Col 25 per cento avrebbe conquistato tutto il potere.
La Corte Costituzionale ha provveduto ad azzerare anche quella legge, l’orribile Italicum.
Ma prima della Corte gli italiani avevano azzerato le speranze di Renzi e cassato la sua riforma della Costituzione.
Quel voto è stato netto e deciso e ha sancito il rifiuto dei mutamenti del sistema di governo e l’opposizione alla concentrazione del potere in un’unica mano.
Io ho votato No alla riforma costituzionale, insieme alla maggioranza degli italiani.
Ma non mi sembra di aver votato per il ritorno al proporzionale.
Non sono stato chiamato al voto per questo!
E invece i partiti, tutti!, hanno iniziato ad abusare di quel voto e hanno trasferito i loro bisogni nella retrocessione della legge elettorale da maggioritaria a proporzionale.
Hanno iniziato a manipolare il responso teorizzando che il No alla riforma costituzionale significava sì al proporzionale.
Di comune e tacito accordo si sono incamminati e ora, sempre di comune accordo, firmano la vittoria.
Il sistema tedesco regala ai Cinquestelle, incaprettati dall’esperienza piuttosto sconfortante della giunta Raggi, il premio di minoranza.
Felici e contenti occuperanno di sicuro i seggi all’opposizione.
Quella sanno fare e, visti i risultati, quella vogliono continuare a fare.
Al Pd di Renzi il proporzionale tedesco regala in governo in condominio con Forza Italia, senza neanche l’obbligo di svelare agli italiani la vergogna.
Sarà un patto del Nazareno bis.
Un patto con Silvio Berlusconi, la mummia politica, il leader espulso per indegnità dal Parlamento che vede il suo potere parassitario e statico consolidarsi ancora di più.

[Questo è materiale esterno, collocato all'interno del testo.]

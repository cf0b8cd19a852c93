//! Error type for the identity-recognition backend.

use thiserror::Error;

#[derive(Debug, Error)]
pub enum VisionError {
    /// The requested model was not cached and no download is configured.
    #[error("model not found: {model_id}")]
    ModelNotFound { model_id: String },

    /// ONNX Runtime error.
    #[cfg(feature = "onnx")]
    #[error("ONNX Runtime error: {0}")]
    Onnx(#[from] ort::Error),

    #[error("invalid argument: {0}")]
    InvalidArgument(String),

    #[error("not found: {0}")]
    NotFound(String),

    #[error("I/O error: {0}")]
    Io(#[from] std::io::Error),

    #[error(transparent)]
    Core(#[from] vidid_core::CoreError),
}

pub type Result<T> = std::result::Result<T, VisionError>;
//! Decodes a video to RGB24 frames via an `ffmpeg` subprocess.
//!
//! Uses `ffmpeg-sidecar` rather than `ffmpeg-next` so the crate has no
//! dependency on system FFmpeg development headers: the sidecar process is
//! downloaded on first use (or picked up from `PATH`) and driven purely
//! through stdin/stdout/stderr.

use std::path::{Path, PathBuf};

use ffmpeg_sidecar::command::FfmpegCommand;
use ffmpeg_sidecar::event::{FfmpegEvent, Stream};
use tracing::{debug, info, warn};

use crate::error::{MediaError, Result};

/// A single decoded RGB24 frame and its absolute frame index in the video.
pub struct DecodedFrame {
    pub frame_number: i64,
    pub rgb: Vec<u8>,
}

/// Opens a video file and yields decoded RGB24 frames by absolute index.
///
/// `VideoReader` is the sole owner of the underlying `ffmpeg` child process;
/// seeking kills and respawns it, so frames obtained before a seek must not
/// be used afterward (mirrors the contract `FrameWindow::seek_buffer`
/// documents at a higher level).
pub struct VideoReader {
    path: PathBuf,
    width: u32,
    height: u32,
    fps: f64,
    nframes: i64,
    next_frame: i64,
    child: Option<ffmpeg_sidecar::child::FfmpegChild>,
    pending: std::collections::VecDeque<DecodedFrame>,
    exhausted: bool,
}

impl VideoReader {
    /// Opens `path`, probing fps/width/height/frame count from `ffmpeg`'s
    /// own stream banner before any frame is decoded.
    pub fn open<P: AsRef<Path>>(path: P) -> Result<Self> {
        let path = path.as_ref().to_path_buf();
        if !path.exists() {
            return Err(MediaError::Io(std::io::Error::new(
                std::io::ErrorKind::NotFound,
                format!("video file not found: {}", path.display()),
            )));
        }

        ffmpeg_sidecar::download::auto_download()
            .map_err(|e| MediaError::Ffmpeg(format!("failed to locate ffmpeg: {e}")))?;

        info!(path = %path.display(), "opening video");

        let mut reader = VideoReader {
            path,
            width: 0,
            height: 0,
            fps: 0.0,
            nframes: 0,
            next_frame: 0,
            child: None,
            pending: std::collections::VecDeque::new(),
            exhausted: false,
        };
        reader.spawn_from(0)?;
        reader.probe_metadata()?;
        Ok(reader)
    }

    fn spawn_from(&mut self, start_frame: i64) -> Result<()> {
        let mut cmd = FfmpegCommand::new();
        if start_frame > 0 && self.fps > 0.0 {
            let start_secs = start_frame as f64 / self.fps;
            cmd.args(["-ss", &format!("{start_secs:.6}")]);
        }
        let child = cmd
            .input(self.path.to_string_lossy())
            .rawvideo()
            .spawn()
            .map_err(|e| MediaError::Ffmpeg(format!("failed to spawn ffmpeg: {e}")))?;

        self.child = Some(child);
        self.next_frame = start_frame;
        self.exhausted = false;
        self.pending.clear();
        Ok(())
    }

    /// Pulls events from the running process until dimensions/fps are known
    /// and a frame count estimate exists (from the stream duration).
    fn probe_metadata(&mut self) -> Result<()> {
        if self.width != 0 {
            return Ok(());
        }
        let child = self.child.as_mut().expect("child spawned before probe");
        let iter = child
            .iter()
            .map_err(|e| MediaError::Ffmpeg(format!("failed to read ffmpeg events: {e}")))?;

        let mut duration_secs = 0.0f64;
        for event in iter {
            match event {
                FfmpegEvent::ParsedInputStream(Stream {
                    width: Some(w),
                    height: Some(h),
                    fps: Some(fps),
                    ..
                }) => {
                    self.width = w;
                    self.height = h;
                    self.fps = fps as f64;
                }
                FfmpegEvent::ParsedDuration(d) => {
                    duration_secs = d.duration as f64;
                }
                FfmpegEvent::OutputFrame(frame) => {
                    // Metadata banner is complete; stash this frame and stop probing.
                    self.pending.push_back(DecodedFrame {
                        frame_number: 0,
                        rgb: frame.data,
                    });
                    break;
                }
                FfmpegEvent::Error(e) | FfmpegEvent::Log(_, e) => {
                    debug!(message = %e, "ffmpeg log line");
                }
                _ => {}
            }
        }

        if self.width == 0 || self.height == 0 || self.fps <= 0.0 {
            return Err(MediaError::Ffmpeg(format!(
                "could not determine stream metadata for {}",
                self.path.display()
            )));
        }
        self.nframes = (duration_secs * self.fps).round() as i64;
        if self.nframes <= 0 && !self.pending.is_empty() {
            // Very short clips sometimes under-report duration; fall back to
            // counting frames as they are decoded (see `read_frame`).
            self.nframes = i64::MAX;
        }
        Ok(())
    }

    pub fn width(&self) -> u32 {
        self.width
    }

    pub fn height(&self) -> u32 {
        self.height
    }

    pub fn fps(&self) -> f64 {
        self.fps
    }

    pub fn nframes(&self) -> i64 {
        self.nframes
    }

    pub fn frame_size_bytes(&self) -> usize {
        self.width as usize * self.height as usize * 3
    }

    /// Decodes and returns the next frame in sequence, or `None` at end of
    /// stream.
    pub fn read_frame(&mut self) -> Result<Option<DecodedFrame>> {
        if self.exhausted {
            return Ok(None);
        }
        if let Some(mut frame) = self.pending.pop_front() {
            frame.frame_number = self.next_frame;
            self.next_frame += 1;
            return Ok(Some(frame));
        }

        let child = match self.child.as_mut() {
            Some(c) => c,
            None => return Ok(None),
        };
        let iter = child
            .iter()
            .map_err(|e| MediaError::Ffmpeg(format!("failed to read ffmpeg events: {e}")))?;

        for event in iter {
            match event {
                FfmpegEvent::OutputFrame(frame) => {
                    let out = DecodedFrame {
                        frame_number: self.next_frame,
                        rgb: frame.data,
                    };
                    self.next_frame += 1;
                    return Ok(Some(out));
                }
                FfmpegEvent::Error(e) => {
                    warn!(error = %e, "ffmpeg reported an error; continuing");
                }
                FfmpegEvent::Done => break,
                _ => {}
            }
        }

        self.exhausted = true;
        if self.nframes == i64::MAX {
            self.nframes = self.next_frame;
        }
        Ok(None)
    }

    /// Seeks to `frame_number`, invalidating any frames obtained before the
    /// call. Respawns the underlying process with `-ss` input seeking.
    pub fn seek_to_frame(&mut self, frame_number: i64) -> Result<()> {
        if frame_number < 0 || (self.nframes != i64::MAX && frame_number >= self.nframes) {
            return Err(MediaError::OutOfRange(format!(
                "frame {frame_number} out of range (0..{})",
                self.nframes
            )));
        }
        if let Some(mut child) = self.child.take() {
            let _ = child.kill();
        }
        self.spawn_from(frame_number)
    }
}

impl Drop for VideoReader {
    fn drop(&mut self) {
        if let Some(mut child) = self.child.take() {
            let _ = child.kill();
        }
    }
}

Si andrà al voto in autunno, e non già perché gli italiani lo chiedano a gran voce.
A Renzi conviene, e si capisce, coprire con la propaganda i tagli della manovra e spostarli più in là, quando tutto sarà deciso.
E quando tutto sarà deciso lui sarà al governo con Berlusconi, perché – si dirà – un governo si deve pur fare, e Grillo, felicissimo, griderà dall’opposizione al tradimento, all’inciucio, al piccolo golpe.
E tutti vivranno felici e contenti.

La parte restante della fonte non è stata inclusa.